A aula começa, mas os alunos
não tomam notas nem o professor assume a atitude de
superior hierárquico. Estão todos sentados em
confortáveis poltronas como numa conversa informal
entre amigos.
Às vezes a aula é interrompida para um vinho.
Ela pode variar de uma simples explicação sobre
o tema filosófico da caverna platônica a uma
complexa discussão sobre singularidade no universo
quântico, passando pelo erotismo de Don Juan e suas
implicações na chamada literatura libertina.
A aula, claro, não está sendo ministrada em
nenhuma universidade, mas na recém-inaugurada Casa
do Saber, em São Paulo, instituição que,
em quatro meses de existência, já conta com mais
de mil alunos inscritos nos 36 cursos oferecidos neste semestre.
Como a Casa do Saber, criada por quatro sócios que
se reuniam informalmente para estudar, vários outros
cursos livres de difusão cultural estão atraindo
uma seleta platéia formada por executivos, profissionais
liberais e socialites. Há professores para todas as
disciplinas, da pintura à música, passando por
literatura, cinema, teatro, política, filosofia, psicanálise
e até religião.
O interessado pode aprender sobre Guimarães Rosa em
quatro aulas e, no mês seguinte, começar um curso
sobre o cinema de Antonioni, o teatro de Artaud ou a pintura
de Mark Rothko, passando depois para a música de Schoenberg
ou a poesia concreta dos irmãos Campos com a atriz
Maria Fernanda Cândido – isso mesmo, a bonitona
de Um só Coração e uma das sócias
da Casa do Saber.
Em tempo: os outros sócios, o secretário de
Educação Gabriel Chalita e o editor Luiz Felipe
D’Ávila, criador da revista Bravo, também
dão aulas este semestre, mas a lotação
está esgotada.
Nomes respeitados
Os cursos livres são o maior fenômeno da temporada.
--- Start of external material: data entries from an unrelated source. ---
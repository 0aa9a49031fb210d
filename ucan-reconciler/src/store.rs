//! Desired-state store.
//!
//! Holds the declared objects, accepts the engine's writes (external ID,
//! conditions, finalization) and broadcasts author-side changes so the
//! scheduler can react to them.

use std::path::PathBuf;

use async_trait::async_trait;
use chrono::Utc;
use dashmap::DashMap;
use dashmap::mapref::entry::Entry;
use tokio::sync::{Mutex, broadcast};
use tracing::{debug, info};

use crate::error::StoreError;
use crate::object::{Condition, DeclaredObject, ObjectKey, Spec};

/// Result type for store operations.
pub type Result<T> = std::result::Result<T, StoreError>;

/// Changes made by the author of the declared state.
///
/// Engine writes (external ID, conditions) are deliberately not broadcast,
/// otherwise every status update would trigger another reconcile.
#[derive(Debug, Clone, PartialEq, Eq)]
pub enum StoreEvent {
    /// An object was created or its spec changed.
    Applied(ObjectKey),
    /// An object was marked for deletion.
    DeletionRequested(ObjectKey),
    /// An object was finalized and is gone from the store.
    Removed(ObjectKey),
}

impl StoreEvent {
    pub fn key(&self) -> &ObjectKey {
        match self {
            StoreEvent::Applied(key)
            | StoreEvent::DeletionRequested(key)
            | StoreEvent::Removed(key) => key,
        }
    }
}

/// Store trait for declared objects of one spec type.
#[async_trait]
pub trait DesiredStore<S: Spec>: Send + Sync {
    /// Get the latest version of an object.
    async fn get(&self, key: &ObjectKey) -> Option<DeclaredObject<S>>;

    /// List all object keys.
    async fn list(&self) -> Vec<ObjectKey>;

    /// Create an object or replace its spec. Clears a pending deletion.
    async fn apply(&self, key: ObjectKey, spec: S) -> Result<()>;

    /// Mark an object for deletion.
    async fn request_deletion(&self, key: &ObjectKey) -> Result<()>;

    /// Record the remote identifier. Write-once: a different non-empty value
    /// already on the object is a `StoreError::Conflict`.
    async fn set_external_id(&self, key: &ObjectKey, external_id: &str) -> Result<()>;

    /// Forget the remote identifier (the remote resource is known to be gone).
    async fn clear_external_id(&self, key: &ObjectKey) -> Result<()>;

    /// Set a condition. Returns whether anything changed.
    async fn set_condition(&self, key: &ObjectKey, condition: Condition) -> Result<bool>;

    /// Drop the object after its remote resource is gone.
    async fn remove(&self, key: &ObjectKey) -> Result<()>;

    /// Subscribe to author-side change events.
    fn subscribe(&self) -> broadcast::Receiver<StoreEvent>;
}

const EVENT_CAPACITY: usize = 1024;

struct Snapshot {
    path: PathBuf,
    write_lock: Mutex<()>,
}

/// In-memory store sharded per key, optionally backed by a JSON snapshot file.
pub struct MemoryStore<S: Spec> {
    objects: DashMap<ObjectKey, DeclaredObject<S>>,
    events: broadcast::Sender<StoreEvent>,
    snapshot: Option<Snapshot>,
}

impl<S: Spec> MemoryStore<S> {
    /// Create a store that lives only in memory.
    pub fn new() -> Self {
        let (events, _) = broadcast::channel(EVENT_CAPACITY);
        Self {
            objects: DashMap::new(),
            events,
            snapshot: None,
        }
    }

    /// Open a store persisted to `path`, loading the previous snapshot if any.
    pub async fn open(path: impl Into<PathBuf>) -> Result<Self> {
        let path = path.into();

        match tokio::fs::read(&path).await {
            Ok(data) => {
                let objects: Vec<DeclaredObject<S>> = serde_json::from_slice(&data).map_err(
                    |e| StoreError::Persist(format!("cannot parse {}: {}", path.display(), e)),
                )?;
                let store = Self::new();
                for object in objects {
                    store.objects.insert(object.key.clone(), object);
                }
                info!(
                    path = %path.display(),
                    objects = store.objects.len(),
                    "Loaded store snapshot"
                );
                Ok(store.with_snapshot(path))
            }
            Err(e) if e.kind() == std::io::ErrorKind::NotFound => {
                debug!(path = %path.display(), "No store snapshot yet");
                Ok(Self::new().with_snapshot(path))
            }
            Err(e) => Err(StoreError::Persist(format!(
                "cannot read {}: {}",
                path.display(),
                e
            ))),
        }
    }

    fn with_snapshot(mut self, path: PathBuf) -> Self {
        self.snapshot = Some(Snapshot {
            path,
            write_lock: Mutex::new(()),
        });
        self
    }

    pub fn len(&self) -> usize {
        self.objects.len()
    }

    pub fn is_empty(&self) -> bool {
        self.objects.is_empty()
    }

    /// Write all objects to the snapshot file (temp file + rename).
    async fn persist(&self) -> Result<()> {
        let Some(snapshot) = &self.snapshot else {
            return Ok(());
        };
        let _guard = snapshot.write_lock.lock().await;

        let mut objects: Vec<DeclaredObject<S>> =
            self.objects.iter().map(|e| e.value().clone()).collect();
        objects.sort_by(|a, b| a.key.cmp(&b.key));

        let data = serde_json::to_vec_pretty(&objects)
            .map_err(|e| StoreError::Persist(format!("cannot encode snapshot: {}", e)))?;
        let tmp = snapshot.path.with_extension("tmp");
        tokio::fs::write(&tmp, data)
            .await
            .map_err(|e| StoreError::Persist(format!("cannot write {}: {}", tmp.display(), e)))?;
        tokio::fs::rename(&tmp, &snapshot.path).await.map_err(|e| {
            StoreError::Persist(format!(
                "cannot replace {}: {}",
                snapshot.path.display(),
                e
            ))
        })?;
        Ok(())
    }

    fn emit(&self, event: StoreEvent) {
        // No subscribers is fine
        let _ = self.events.send(event);
    }
}

impl<S: Spec> Default for MemoryStore<S> {
    fn default() -> Self {
        Self::new()
    }
}

#[async_trait]
impl<S: Spec> DesiredStore<S> for MemoryStore<S> {
    async fn get(&self, key: &ObjectKey) -> Option<DeclaredObject<S>> {
        self.objects.get(key).map(|o| o.value().clone())
    }

    async fn list(&self) -> Vec<ObjectKey> {
        let mut keys: Vec<ObjectKey> = self.objects.iter().map(|e| e.key().clone()).collect();
        keys.sort();
        keys
    }

    async fn apply(&self, key: ObjectKey, spec: S) -> Result<()> {
        let changed = match self.objects.entry(key.clone()) {
            Entry::Occupied(mut entry) => {
                let object = entry.get_mut();
                let undeleted = object.deletion_requested.take().is_some();
                let spec_changed = object.spec != spec;
                if spec_changed {
                    object.spec = spec;
                }
                spec_changed || undeleted
            }
            Entry::Vacant(entry) => {
                entry.insert(DeclaredObject::new(key.clone(), spec));
                true
            }
        };

        if changed {
            self.persist().await?;
            debug!(%key, "Declared state applied");
            self.emit(StoreEvent::Applied(key));
        }
        Ok(())
    }

    async fn request_deletion(&self, key: &ObjectKey) -> Result<()> {
        {
            let mut object = self
                .objects
                .get_mut(key)
                .ok_or_else(|| StoreError::NotFound(key.clone()))?;
            if object.is_deletion_requested() {
                return Ok(());
            }
            object.deletion_requested = Some(Utc::now());
        }

        self.persist().await?;
        debug!(%key, "Deletion requested");
        self.emit(StoreEvent::DeletionRequested(key.clone()));
        Ok(())
    }

    async fn set_external_id(&self, key: &ObjectKey, external_id: &str) -> Result<()> {
        if external_id.is_empty() {
            return Err(StoreError::Persist(format!(
                "refusing to record an empty external ID for {}",
                key
            )));
        }

        {
            let mut object = self
                .objects
                .get_mut(key)
                .ok_or_else(|| StoreError::NotFound(key.clone()))?;
            match object.external_id() {
                Some(existing) if existing == external_id => return Ok(()),
                Some(existing) => {
                    return Err(StoreError::Conflict {
                        key: key.clone(),
                        existing: existing.to_string(),
                        attempted: external_id.to_string(),
                    });
                }
                None => object.external_id = Some(external_id.to_string()),
            }
        }

        // Not durable means not recorded
        if let Err(e) = self.persist().await {
            if let Some(mut object) = self.objects.get_mut(key) {
                object.external_id = None;
            }
            return Err(e);
        }
        Ok(())
    }

    async fn clear_external_id(&self, key: &ObjectKey) -> Result<()> {
        let cleared = {
            let mut object = self
                .objects
                .get_mut(key)
                .ok_or_else(|| StoreError::NotFound(key.clone()))?;
            object.external_id.take().is_some()
        };

        if cleared {
            self.persist().await?;
        }
        Ok(())
    }

    async fn set_condition(&self, key: &ObjectKey, condition: Condition) -> Result<bool> {
        let mut object = self
            .objects
            .get_mut(key)
            .ok_or_else(|| StoreError::NotFound(key.clone()))?;
        Ok(object.set_condition(condition))
    }

    async fn remove(&self, key: &ObjectKey) -> Result<()> {
        if self.objects.remove(key).is_none() {
            return Ok(());
        }

        self.persist().await?;
        debug!(%key, "Object removed");
        self.emit(StoreEvent::Removed(key.clone()));
        Ok(())
    }

    fn subscribe(&self) -> broadcast::Receiver<StoreEvent> {
        self.events.subscribe()
    }
}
Ministrados por respeitados intelectuais paulistas –
críticos como Rodrigo Naves, Inácio Araújo
e Davi Arrigucci Jr., diretores de teatro como Ulysses Cruz,
professores universitários como José Miguel
Wisnik e artistas como o pintor Paulo Pasta –, esses
cursos de curta duração são dirigidos
a pessoas sem tempo para estudar exaustivamente um tema ou
um autor e que procuram, em função disso, especialistas
na área.
Por vezes os cursos são substituídos por aulas
in loco, como na escola de arte do Masp, que promove visitas
guiadas ao acervo, ou nos passeios organizados pelo Instituto
de Arte na Escola, dirigido pela empresária Evelyn
Ioschpe. Com vasta experiência na área, a ex-diretora
de Educação da Bienal de São Paulo costuma
reunir um grupo de socialites interessadas no assunto, que
hoje dividem o tempo entre compras na Daslu e telas de Volpi.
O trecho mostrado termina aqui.